The Ombudsman identified the following areas of concern:
• Lack of services provided to Sirita, her father and stepmother, following
her placement in their care.
• Delay in establishing permanency for Sirita.
• Frequency of health and safety checks did not comply with CA policy.
• The father’s and stepmother’s CPS referral history may not have been
fully considered prior to placing Sirita in their home.
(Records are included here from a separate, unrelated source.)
use chrono::NaiveDate;
use serde::{Deserialize, Serialize};

/// Model predictors, in the exact order the regressor is trained on.
pub const FEATURE_COLUMNS: [&str; 5] = [
    "daily_log_return",
    "moving_avg_7",
    "moving_avg_30",
    "volatility_7",
    "volatility_30",
];

/// Text table as scraped: canonical column names plus rows of cells aligned to them.
#[derive(Debug, Clone, Default, PartialEq, Eq)]
pub struct RawTable {
    columns: Vec<String>,
    rows: Vec<Vec<String>>,
}

impl RawTable {
    pub fn new(columns: Vec<String>) -> Self {
        Self {
            columns,
            rows: Vec::new(),
        }
    }

    pub fn empty() -> Self {
        Self::default()
    }

    /// Appends a row when its width matches the header; returns whether it was kept.
    pub fn push_row(&mut self, cells: Vec<String>) -> bool {
        if cells.len() != self.columns.len() {
            return false;
        }
        self.rows.push(cells);
        true
    }

    pub fn columns(&self) -> &[String] {
        &self.columns
    }

    pub fn rows(&self) -> &[Vec<String>] {
        &self.rows
    }

    pub fn len(&self) -> usize {
        self.rows.len()
    }

    pub fn is_empty(&self) -> bool {
        self.rows.is_empty()
    }

    pub fn column_index(&self, name: &str) -> Option<usize> {
        self.columns.iter().position(|c| c == name)
    }

    pub fn cell(&self, row: usize, column: &str) -> Option<&str> {
        let idx = self.column_index(column)?;
        self.rows.get(row)?.get(idx).map(String::as_str)
    }
}

#[derive(Debug, Clone, PartialEq, Serialize, Deserialize)]
pub struct ObservationRecord {
    pub date: NaiveDate,
    pub open: f64,
    pub high: f64,
    pub low: f64,
    pub close: f64,
    pub adjusted_close: f64,
    pub volume: u64,
}

/// One observation with its derived features. Field order is the export column order.
#[derive(Debug, Clone, PartialEq, Serialize, Deserialize)]
pub struct EnrichedRecord {
    pub date: NaiveDate,
    pub open: f64,
    pub high: f64,
    pub low: f64,
    pub close: f64,
    pub adjusted_close: f64,
    pub volume: u64,
    pub daily_log_return: Option<f64>,
    pub moving_avg_7: Option<f64>,
    pub moving_avg_30: Option<f64>,
    pub volatility_7: Option<f64>,
    pub volatility_30: Option<f64>,
    pub macro_rate: Option<f64>,
}

impl EnrichedRecord {
    pub fn from_observation(obs: &ObservationRecord) -> Self {
        Self {
            date: obs.date,
            open: obs.open,
            high: obs.high,
            low: obs.low,
            close: obs.close,
            adjusted_close: obs.adjusted_close,
            volume: obs.volume,
            daily_log_return: None,
            moving_avg_7: None,
            moving_avg_30: None,
            volatility_7: None,
            volatility_30: None,
            macro_rate: None,
        }
    }

    /// Feature vector in `FEATURE_COLUMNS` order, or `None` while any feature is undefined.
    pub fn features(&self) -> Option<[f64; 5]> {
        Some([
            self.daily_log_return?,
            self.moving_avg_7?,
            self.moving_avg_30?,
            self.volatility_7?,
            self.volatility_30?,
        ])
    }

    pub fn is_model_ready(&self) -> bool {
        self.features().is_some()
    }
}

#[derive(Debug, Clone, Copy, PartialEq, Serialize, Deserialize)]
pub struct EvaluationMetrics {
    pub rmse: f64,
    pub mae: f64,
    pub train_size: usize,
    pub test_size: usize,
}

#[cfg(test)]
mod tests {
    use super::*;

    fn table() -> RawTable {
        RawTable::new(vec!["date".to_string(), "close".to_string()])
    }

    #[test]
    fn rejects_rows_with_wrong_width() {
        let mut t = table();
        assert!(t.push_row(vec!["01/02/2024".into(), "1,0".into()]));
        assert!(!t.push_row(vec!["02/02/2024".into()]));
        assert_eq!(t.len(), 1);
        assert_eq!(t.cell(0, "close"), Some("1,0"));
        assert_eq!(t.cell(0, "volume"), None);
    }

    #[test]
    fn features_require_every_field() {
        let obs = ObservationRecord {
            date: NaiveDate::from_ymd_opt(2024, 1, 2).unwrap(),
            open: 1.0,
            high: 1.0,
            low: 1.0,
            close: 1.0,
            adjusted_close: 1.0,
            volume: 0,
        };
        let mut rec = EnrichedRecord::from_observation(&obs);
        assert!(!rec.is_model_ready());

        rec.daily_log_return = Some(0.1);
        rec.moving_avg_7 = Some(1.0);
        rec.moving_avg_30 = Some(1.0);
        rec.volatility_7 = Some(0.2);
        assert!(rec.features().is_none());

        rec.volatility_30 = Some(0.3);
        assert_eq!(rec.features(), Some([0.1, 1.0, 1.0, 0.2, 0.3]));
    }
}
pub mod fetch;
pub mod macro_series;
pub mod table;
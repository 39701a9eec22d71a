pub mod observation;

pub use observation::{
    EnrichedRecord, EvaluationMetrics, ObservationRecord, RawTable, FEATURE_COLUMNS,
};
pub mod metrics;

use crate::domain::{EnrichedRecord, EvaluationMetrics, FEATURE_COLUMNS};
use crate::error::PipelineError;
use chrono::{DateTime, Utc};
use rand::rngs::StdRng;
use rand::seq::SliceRandom;
use rand::SeedableRng;
use serde::{Deserialize, Serialize};
use smartcore::ensemble::random_forest_regressor::{
    RandomForestRegressor, RandomForestRegressorParameters,
};
use smartcore::linalg::basic::matrix::DenseMatrix;
use std::path::PathBuf;

pub const N_TREES: usize = 100;
pub const SEED: u64 = 42;
pub const TEST_FRACTION: f64 = 0.2;
const ARTIFACT_VERSION: u32 = 1;

type Regressor = RandomForestRegressor<f64, f64, DenseMatrix<f64>, Vec<f64>>;

/// Persisted regressor plus what is needed to check it still fits the current feature layout.
#[derive(Serialize, Deserialize)]
struct TrainedModel {
    version: u32,
    feature_names: Vec<String>,
    trained_at: DateTime<Utc>,
    train_size: usize,
    test_size: usize,
    regressor: Regressor,
}

impl TrainedModel {
    fn predict(&self, rows: &[[f64; 5]]) -> Result<Vec<f64>, PipelineError> {
        if rows.is_empty() {
            return Ok(Vec::new());
        }
        let x = to_matrix(rows)?;
        self.regressor
            .predict(&x)
            .map_err(|e| PipelineError::Artifact {
                detail: format!("prediction failed: {e}"),
            })
    }

    fn check_compatible(&self) -> Result<(), PipelineError> {
        if self.version != ARTIFACT_VERSION {
            return Err(PipelineError::ModelUnavailable {
                detail: format!(
                    "artifact version {} is not supported (expected {ARTIFACT_VERSION})",
                    self.version
                ),
            });
        }
        if self.feature_names != FEATURE_COLUMNS {
            return Err(PipelineError::ModelUnavailable {
                detail: format!(
                    "artifact trained on features {:?}, expected {:?}",
                    self.feature_names, FEATURE_COLUMNS
                ),
            });
        }
        Ok(())
    }
}

enum ModelState {
    Unloaded,
    Loaded(Box<TrainedModel>),
}

/// Owns the model lifecycle: train, persist, lazy load, predict.
pub struct ModelManager {
    artifact_path: PathBuf,
    state: ModelState,
    span: tracing::Span,
}

impl ModelManager {
    pub fn new(artifact_path: impl Into<PathBuf>) -> Self {
        Self {
            artifact_path: artifact_path.into(),
            state: ModelState::Unloaded,
            span: tracing::info_span!("model_manager"),
        }
    }

    pub fn with_span(mut self, span: tracing::Span) -> Self {
        self.span = span;
        self
    }

    pub fn is_loaded(&self) -> bool {
        matches!(self.state, ModelState::Loaded(_))
    }

    /// Fits a fresh model, evaluates it on the held-out split and replaces the persisted artifact.
    pub fn train(&mut self, records: &[EnrichedRecord]) -> Result<EvaluationMetrics, PipelineError> {
        let span = self.span.clone();
        let _guard = span.enter();
        tracing::info!(op = "train", records = records.len(), "training started");

        match self.fit_and_persist(records) {
            Ok(metrics) => {
                tracing::info!(
                    op = "train",
                    rmse = metrics.rmse,
                    mae = metrics.mae,
                    train_size = metrics.train_size,
                    test_size = metrics.test_size,
                    path = %self.artifact_path.display(),
                    "model trained and saved"
                );
                Ok(metrics)
            }
            Err(err) => {
                tracing::error!(op = "train", error = %err, "training failed");
                Err(err)
            }
        }
    }

    fn fit_and_persist(&mut self, records: &[EnrichedRecord]) -> Result<EvaluationMetrics, PipelineError> {
        let (x, y) = feature_matrix(records)?;
        let split = split_indices(x.len(), TEST_FRACTION, SEED)?;

        let pick_x = |idx: &[usize]| idx.iter().map(|&i| x[i]).collect::<Vec<_>>();
        let pick_y = |idx: &[usize]| idx.iter().map(|&i| y[i]).collect::<Vec<_>>();
        let (x_train, y_train) = (pick_x(&split.train), pick_y(&split.train));
        let (x_test, y_test) = (pick_x(&split.test), pick_y(&split.test));

        let params = RandomForestRegressorParameters::default()
            .with_n_trees(N_TREES)
            .with_seed(SEED);
        let regressor = RandomForestRegressor::fit(&to_matrix(&x_train)?, &y_train, params)
            .map_err(|e| PipelineError::TrainingInput {
                detail: format!("random forest fit failed: {e}"),
            })?;

        let model = TrainedModel {
            version: ARTIFACT_VERSION,
            feature_names: FEATURE_COLUMNS.iter().map(|s| s.to_string()).collect(),
            trained_at: Utc::now(),
            train_size: x_train.len(),
            test_size: x_test.len(),
            regressor,
        };

        let predicted = model.predict(&x_test)?;
        let metrics = EvaluationMetrics {
            rmse: metrics::rmse(&y_test, &predicted),
            mae: metrics::mae(&y_test, &predicted),
            train_size: x_train.len(),
            test_size: x_test.len(),
        };

        self.persist(&model)?;
        self.state = ModelState::Loaded(Box::new(model));
        Ok(metrics)
    }

    // Write-then-rename so a reader never sees a half-written artifact.
    fn persist(&self, model: &TrainedModel) -> Result<(), PipelineError> {
        let artifact_err = |detail: String| PipelineError::Artifact { detail };

        if let Some(parent) = self.artifact_path.parent().filter(|p| !p.as_os_str().is_empty()) {
            std::fs::create_dir_all(parent)
                .map_err(|e| artifact_err(format!("create {}: {e}", parent.display())))?;
        }

        let bytes = serde_json::to_vec(model)
            .map_err(|e| artifact_err(format!("serialize model: {e}")))?;
        let tmp = self.artifact_path.with_extension("tmp");
        std::fs::write(&tmp, bytes)
            .map_err(|e| artifact_err(format!("write {}: {e}", tmp.display())))?;
        std::fs::rename(&tmp, &self.artifact_path).map_err(|e| {
            artifact_err(format!("replace {}: {e}", self.artifact_path.display()))
        })?;
        Ok(())
    }

    /// Loads the persisted artifact into memory, replacing whatever was held.
    pub fn load(&mut self) -> Result<(), PipelineError> {
        let bytes = match std::fs::read(&self.artifact_path) {
            Ok(bytes) => bytes,
            Err(e) if e.kind() == std::io::ErrorKind::NotFound => {
                return Err(PipelineError::ModelUnavailable {
                    detail: format!(
                        "no trained model in memory and no artifact at {}",
                        self.artifact_path.display()
                    ),
                });
            }
            Err(e) => {
                return Err(PipelineError::Artifact {
                    detail: format!("read {}: {e}", self.artifact_path.display()),
                });
            }
        };

        let model: TrainedModel =
            serde_json::from_slice(&bytes).map_err(|e| PipelineError::Artifact {
                detail: format!("decode {}: {e}", self.artifact_path.display()),
            })?;
        model.check_compatible()?;

        tracing::info!(
            parent: &self.span,
            op = "load",
            path = %self.artifact_path.display(),
            trained_at = %model.trained_at,
            "model loaded"
        );
        self.state = ModelState::Loaded(Box::new(model));
        Ok(())
    }

    /// One predicted close per record, in input order. Failures are logged and yield an empty vec.
    pub fn predict(&mut self, records: &[EnrichedRecord]) -> Vec<f64> {
        match self.try_predict(records) {
            Ok(predictions) => predictions,
            Err(err) => {
                tracing::error!(parent: &self.span, op = "predict", error = %err, "prediction failed");
                Vec::new()
            }
        }
    }

    pub fn try_predict(&mut self, records: &[EnrichedRecord]) -> Result<Vec<f64>, PipelineError> {
        if let ModelState::Unloaded = self.state {
            self.load()?;
        }
        let ModelState::Loaded(model) = &self.state else {
            return Err(PipelineError::ModelUnavailable {
                detail: "model state is unloaded after load".to_string(),
            });
        };

        let rows = records
            .iter()
            .map(require_features)
            .collect::<Result<Vec<_>, _>>()?;
        let predictions = model.predict(&rows)?;

        tracing::info!(
            parent: &self.span,
            op = "predict",
            records = records.len(),
            "predictions produced"
        );
        Ok(predictions)
    }
}

fn require_features(record: &EnrichedRecord) -> Result<[f64; 5], PipelineError> {
    record.features().ok_or_else(|| {
        let values = [
            record.daily_log_return,
            record.moving_avg_7,
            record.moving_avg_30,
            record.volatility_7,
            record.volatility_30,
        ];
        let missing: Vec<&str> = FEATURE_COLUMNS
            .iter()
            .zip(values)
            .filter(|(_, v)| v.is_none())
            .map(|(name, _)| *name)
            .collect();
        PipelineError::TrainingInput {
            detail: format!("record {} lacks features {missing:?}", record.date),
        }
    })
}

fn feature_matrix(records: &[EnrichedRecord]) -> Result<(Vec<[f64; 5]>, Vec<f64>), PipelineError> {
    if records.is_empty() {
        return Err(PipelineError::TrainingInput {
            detail: "no records to train on".to_string(),
        });
    }
    let x = records
        .iter()
        .map(require_features)
        .collect::<Result<Vec<_>, _>>()?;
    let y = records.iter().map(|r| r.close).collect();
    Ok((x, y))
}

fn to_matrix(rows: &[[f64; 5]]) -> Result<DenseMatrix<f64>, PipelineError> {
    let rows: Vec<Vec<f64>> = rows.iter().map(|r| r.to_vec()).collect();
    DenseMatrix::from_2d_vec(&rows).map_err(|e| PipelineError::TrainingInput {
        detail: format!("feature matrix: {e}"),
    })
}

#[derive(Debug, Clone, PartialEq, Eq)]
pub struct Split {
    pub train: Vec<usize>,
    pub test: Vec<usize>,
}

/// Seeded shuffle, then the first `ceil(n * test_fraction)` indices form the test partition.
pub fn split_indices(n: usize, test_fraction: f64, seed: u64) -> Result<Split, PipelineError> {
    let n_test = (n as f64 * test_fraction).ceil() as usize;
    if n_test == 0 || n_test >= n {
        return Err(PipelineError::TrainingInput {
            detail: format!("{n} records cannot be split into non-empty train and test partitions"),
        });
    }

    let mut idx: Vec<usize> = (0..n).collect();
    let mut rng = StdRng::seed_from_u64(seed);
    idx.shuffle(&mut rng);
    let train = idx.split_off(n_test);
    Ok(Split { train, test: idx })
}
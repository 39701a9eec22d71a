use clap::Parser;
use std::path::PathBuf;
use tracing_subscriber::EnvFilter;
use tracing_subscriber::{layer::SubscriberExt, util::SubscriberInitExt};

mod pipeline;

#[derive(Debug, Parser)]
#[command(name = "pricecast_worker")]
struct Args {
    /// Fetch, enrich and export, then predict with the existing model artifact.
    #[arg(long)]
    skip_train: bool,

    /// Do not write the CSV file or the SQLite table.
    #[arg(long)]
    skip_export: bool,

    /// Shorthand for --skip-train --skip-export.
    #[arg(long)]
    predict_only: bool,

    /// Overrides PRICECAST_OUTPUT_DIR for the exported files.
    #[arg(long)]
    output_dir: Option<PathBuf>,
}

impl Args {
    fn run_options(&self) -> pipeline::RunOptions {
        pipeline::RunOptions {
            train: !(self.skip_train || self.predict_only),
            export: !(self.skip_export || self.predict_only),
        }
    }
}

#[tokio::main]
async fn main() -> anyhow::Result<()> {
    dotenvy::dotenv().ok();

    let mut settings = pricecast_core::config::Settings::from_env()?;
    let _sentry_guard = init_sentry(&settings);

    tracing_subscriber::registry()
        .with(EnvFilter::try_from_default_env().unwrap_or_else(|_| EnvFilter::new("info")))
        .with(tracing_subscriber::fmt::layer())
        .with(sentry_tracing::layer())
        .init();

    let args = Args::parse();
    if let Some(dir) = &args.output_dir {
        settings.output_dir = dir.clone();
    }

    let mut pipeline = pipeline::Pipeline::from_settings(&settings)?;
    match pipeline.run(args.run_options()).await {
        Ok(summary) => {
            tracing::info!(
                run_id = %summary.run_id,
                scraped_rows = summary.scraped_rows,
                records = summary.records,
                predictions = summary.predictions.len(),
                trained = summary.metrics.is_some(),
                "run finished"
            );
            Ok(())
        }
        Err(err) => {
            sentry_anyhow::capture_anyhow(&err);
            tracing::error!(error = %format!("{err:#}"), "run failed");
            Err(err)
        }
    }
}

fn init_sentry(settings: &pricecast_core::config::Settings) -> Option<sentry::ClientInitGuard> {
    let dsn = settings.sentry_dsn.as_deref()?;
    Some(sentry::init((
        dsn,
        sentry::ClientOptions {
            release: sentry::release_name!(),
            ..Default::default()
        },
    )))
}
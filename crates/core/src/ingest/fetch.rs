use crate::error::PipelineError;
use anyhow::{Context, Result};
use reqwest::header::{HeaderMap, HeaderValue, USER_AGENT};
use std::sync::Arc;
use std::time::Duration;
use tracing::Instrument;

const DEFAULT_ATTEMPTS: u32 = 3;
const DEFAULT_DELAY_SECS: u64 = 5;

/// Bounded retry: a fixed number of attempts with a fixed pause between them.
#[derive(Debug, Clone, Copy, PartialEq, Eq)]
pub struct RetryPolicy {
    max_attempts: u32,
    delay: Duration,
}

impl RetryPolicy {
    pub fn new(max_attempts: u32, delay: Duration) -> Self {
        Self {
            max_attempts: max_attempts.max(1),
            delay,
        }
    }

    pub fn max_attempts(&self) -> u32 {
        self.max_attempts
    }

    pub fn delay(&self) -> Duration {
        self.delay
    }
}

impl Default for RetryPolicy {
    fn default() -> Self {
        Self::new(DEFAULT_ATTEMPTS, Duration::from_secs(DEFAULT_DELAY_SECS))
    }
}

#[derive(Debug, Clone, PartialEq, Eq)]
pub struct HttpResponse {
    pub status: u16,
    pub body: String,
}

impl HttpResponse {
    pub fn is_success(&self) -> bool {
        self.status == 200
    }
}

#[async_trait::async_trait]
pub trait HttpTransport: Send + Sync {
    async fn get(&self, url: &str, headers: &HeaderMap) -> Result<HttpResponse>;
}

#[derive(Debug, Clone)]
pub struct ReqwestTransport {
    http: reqwest::Client,
}

impl ReqwestTransport {
    pub fn new(timeout: Duration) -> Result<Self> {
        let http = reqwest::Client::builder()
            .timeout(timeout)
            .build()
            .context("failed to build http client")?;
        Ok(Self { http })
    }
}

#[async_trait::async_trait]
impl HttpTransport for ReqwestTransport {
    async fn get(&self, url: &str, headers: &HeaderMap) -> Result<HttpResponse> {
        let res = self
            .http
            .get(url)
            .headers(headers.clone())
            .send()
            .await
            .context("http request failed")?;

        let status = res.status().as_u16();
        let body = res
            .text()
            .await
            .context("failed to read response body")?;
        Ok(HttpResponse { status, body })
    }
}

/// Result of a fetch: the body, or the error left once every attempt failed.
#[derive(Debug, Clone, PartialEq)]
pub enum FetchOutcome {
    Fetched(String),
    Exhausted(PipelineError),
}

impl FetchOutcome {
    pub fn markup(&self) -> Option<&str> {
        match self {
            Self::Fetched(body) => Some(body),
            Self::Exhausted(_) => None,
        }
    }

    pub fn into_result(self) -> Result<String, PipelineError> {
        match self {
            Self::Fetched(body) => Ok(body),
            Self::Exhausted(err) => Err(err),
        }
    }
}

#[derive(Clone)]
pub struct Fetcher {
    transport: Arc<dyn HttpTransport>,
    policy: RetryPolicy,
    headers: HeaderMap,
    span: tracing::Span,
}

impl Fetcher {
    pub fn new(
        transport: Arc<dyn HttpTransport>,
        policy: RetryPolicy,
        user_agent: &str,
    ) -> Result<Self> {
        let mut headers = HeaderMap::new();
        headers.insert(
            USER_AGENT,
            HeaderValue::from_str(user_agent).context("invalid user agent header")?,
        );

        Ok(Self {
            transport,
            policy,
            headers,
            span: tracing::info_span!("fetcher"),
        })
    }

    pub fn with_span(mut self, span: tracing::Span) -> Self {
        self.span = span;
        self
    }

    /// GETs `url`, retrying per the policy. Never fails past this point: exhaustion is reported
    /// as `FetchOutcome::Exhausted` and means "no data for this run".
    pub async fn fetch(&self, url: &str) -> FetchOutcome {
        self.fetch_with_retry(url)
            .instrument(self.span.clone())
            .await
    }

    async fn fetch_with_retry(&self, url: &str) -> FetchOutcome {
        let max_attempts = self.policy.max_attempts();
        let mut attempt: u32 = 0;
        loop {
            attempt += 1;
            let err = match self.fetch_once(url).await {
                Ok(body) => {
                    tracing::info!(op = "fetch", attempt, %url, bytes = body.len(), "page fetched");
                    return FetchOutcome::Fetched(body);
                }
                Err(err) => err,
            };

            if attempt >= max_attempts {
                tracing::error!(
                    op = "fetch",
                    attempt,
                    %url,
                    error = %err,
                    "fetch failed; retries exhausted"
                );
                return FetchOutcome::Exhausted(PipelineError::TransientFetch {
                    url: url.to_string(),
                    attempts: attempt,
                    detail: format!("{err:#}"),
                });
            }

            let delay = self.policy.delay();
            tracing::warn!(
                op = "fetch",
                attempt,
                ?delay,
                %url,
                error = %err,
                "fetch failed; retrying"
            );
            tokio::time::sleep(delay).await;
        }
    }

    async fn fetch_once(&self, url: &str) -> Result<String> {
        let res = self.transport.get(url, &self.headers).await?;
        if !res.is_success() {
            anyhow::bail!("HTTP {}", res.status);
        }
        Ok(res.body)
    }
}

#[cfg(test)]
pub(crate) mod testing {
    use super::*;
    use std::collections::VecDeque;
    use std::sync::Mutex;

    /// Scripted transport: replays queued responses, then repeats the fallback forever.
    pub struct ScriptedTransport {
        script: Mutex<VecDeque<Result<HttpResponse, String>>>,
        fallback: Result<HttpResponse, String>,
        calls: Mutex<Vec<(String, tokio::time::Instant, Option<String>)>>,
    }

    impl ScriptedTransport {
        pub fn always(fallback: Result<HttpResponse, String>) -> Self {
            Self::scripted(Vec::new(), fallback)
        }

        pub fn scripted(
            script: Vec<Result<HttpResponse, String>>,
            fallback: Result<HttpResponse, String>,
        ) -> Self {
            Self {
                script: Mutex::new(script.into()),
                fallback,
                calls: Mutex::new(Vec::new()),
            }
        }

        pub fn ok(body: &str) -> Result<HttpResponse, String> {
            Ok(HttpResponse {
                status: 200,
                body: body.to_string(),
            })
        }

        pub fn status(status: u16) -> Result<HttpResponse, String> {
            Ok(HttpResponse {
                status,
                body: String::new(),
            })
        }

        pub fn call_count(&self) -> usize {
            self.calls.lock().unwrap().len()
        }

        pub fn call_instants(&self) -> Vec<tokio::time::Instant> {
            self.calls.lock().unwrap().iter().map(|c| c.1).collect()
        }

        pub fn user_agents(&self) -> Vec<Option<String>> {
            self.calls.lock().unwrap().iter().map(|c| c.2.clone()).collect()
        }
    }

    #[async_trait::async_trait]
    impl HttpTransport for ScriptedTransport {
        async fn get(&self, url: &str, headers: &HeaderMap) -> Result<HttpResponse> {
            let ua = headers
                .get(USER_AGENT)
                .and_then(|v| v.to_str().ok())
                .map(str::to_string);
            self.calls
                .lock()
                .unwrap()
                .push((url.to_string(), tokio::time::Instant::now(), ua));

            let next = self
                .script
                .lock()
                .unwrap()
                .pop_front()
                .unwrap_or_else(|| self.fallback.clone());
            next.map_err(|e| anyhow::anyhow!(e))
        }
    }
}
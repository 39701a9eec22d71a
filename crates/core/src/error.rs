use std::fmt;

/// Failures surfaced at pipeline stage boundaries.
///
/// Row-level problems never reach this type: a record that cannot be coerced is dropped where it
/// is found. Everything here is recoverable by the caller, which decides whether the run goes on.
#[derive(Debug, Clone, PartialEq)]
pub enum PipelineError {
    /// Network or HTTP status failure that survived every retry attempt.
    TransientFetch {
        url: String,
        attempts: u32,
        detail: String,
    },
    /// The markup does not contain the expected table.
    Extraction { detail: String },
    /// A single field could not be parsed into its typed form.
    Coercion { field: &'static str, value: String },
    /// The macro series has no usable observations at all.
    MergeGap { detail: String },
    /// No trained model is held in memory and none could be loaded.
    ModelUnavailable { detail: String },
    /// Training or prediction input lacks required features or is empty.
    TrainingInput { detail: String },
    /// Reading, writing or (de)serializing the model artifact failed.
    Artifact { detail: String },
}

impl PipelineError {
    pub fn kind(&self) -> &'static str {
        match self {
            Self::TransientFetch { .. } => "transient_fetch",
            Self::Extraction { .. } => "extraction",
            Self::Coercion { .. } => "coercion",
            Self::MergeGap { .. } => "merge_gap",
            Self::ModelUnavailable { .. } => "model_unavailable",
            Self::TrainingInput { .. } => "training_input",
            Self::Artifact { .. } => "artifact",
        }
    }
}

impl fmt::Display for PipelineError {
    fn fmt(&self, f: &mut fmt::Formatter<'_>) -> fmt::Result {
        match self {
            Self::TransientFetch {
                url,
                attempts,
                detail,
            } => write!(f, "fetch of {url} failed after {attempts} attempts: {detail}"),
            Self::Extraction { detail } => write!(f, "table extraction failed: {detail}"),
            Self::Coercion { field, value } => {
                write!(f, "cannot coerce field {field} from {value:?}")
            }
            Self::MergeGap { detail } => write!(f, "macro series has no coverage: {detail}"),
            Self::ModelUnavailable { detail } => write!(f, "model unavailable: {detail}"),
            Self::TrainingInput { detail } => write!(f, "invalid model input: {detail}"),
            Self::Artifact { detail } => write!(f, "model artifact error: {detail}"),
        }
    }
}

impl std::error::Error for PipelineError {}

#[cfg(test)]
mod tests {
    use super::*;

    #[test]
    fn display_names_the_failing_field() {
        let err = PipelineError::Coercion {
            field: "close",
            value: "n/a".to_string(),
        };
        assert_eq!(err.to_string(), "cannot coerce field close from \"n/a\"");
        assert_eq!(err.kind(), "coercion");
    }

    #[test]
    fn converts_into_anyhow() {
        let err: anyhow::Error = PipelineError::ModelUnavailable {
            detail: "no artifact".to_string(),
        }
        .into();
        assert!(err.downcast_ref::<PipelineError>().is_some());
    }
}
• Although the father completed both a psychological evaluation and
drug/alcohol assessment prior to Sirita’s placement, there was no similar
evaluation of the stepmother.
Based on our review of this case, the Ombudsman developed several
recommendations aimed at: strengthening case supervision following a child’s
return to a parent’s care; assuring that appropriate services for successful
reunification are provided; and improving assessment of other adult care-givers
in the parent’s home. These areas of concern and recommendations are
discussed in greater detail below.
On pp. 6 and 9 of this report, as well as in the Chronology of Placement
Episodes and Significant Events at the end of the report, the Ombudsman refers
to and/or states that on November 12, 2003, DCFS conducted a Child Protection
Team (CPT) staffing. This conclusion was based on information then available to
the Ombudsman, including the CPT Case Presentation Summary dated
November 12, 2003. On February 7, 2006, the Ombudsman was informed by the
Department of Social and Health Services, Division of Children and Family
Services, that although the CPT was scheduled, the CPT did not occur prior to
Sirita Sotelo’s placement with her father or prior to dismissal of the dependency a
year later. Section 2562 of Children’s Administration Practices and Procedures
Guide then required a CPT “[i]n all cases prior to return home or dismissal of
dependency, when the child is age six or younger and any risk assessment has
resulted in a risk level of moderately high or high risk.” Sirita’s case was
assessed as high risk; she was 3 years old at the time of placement with her
father; and age 4 when the dependency was dismissed.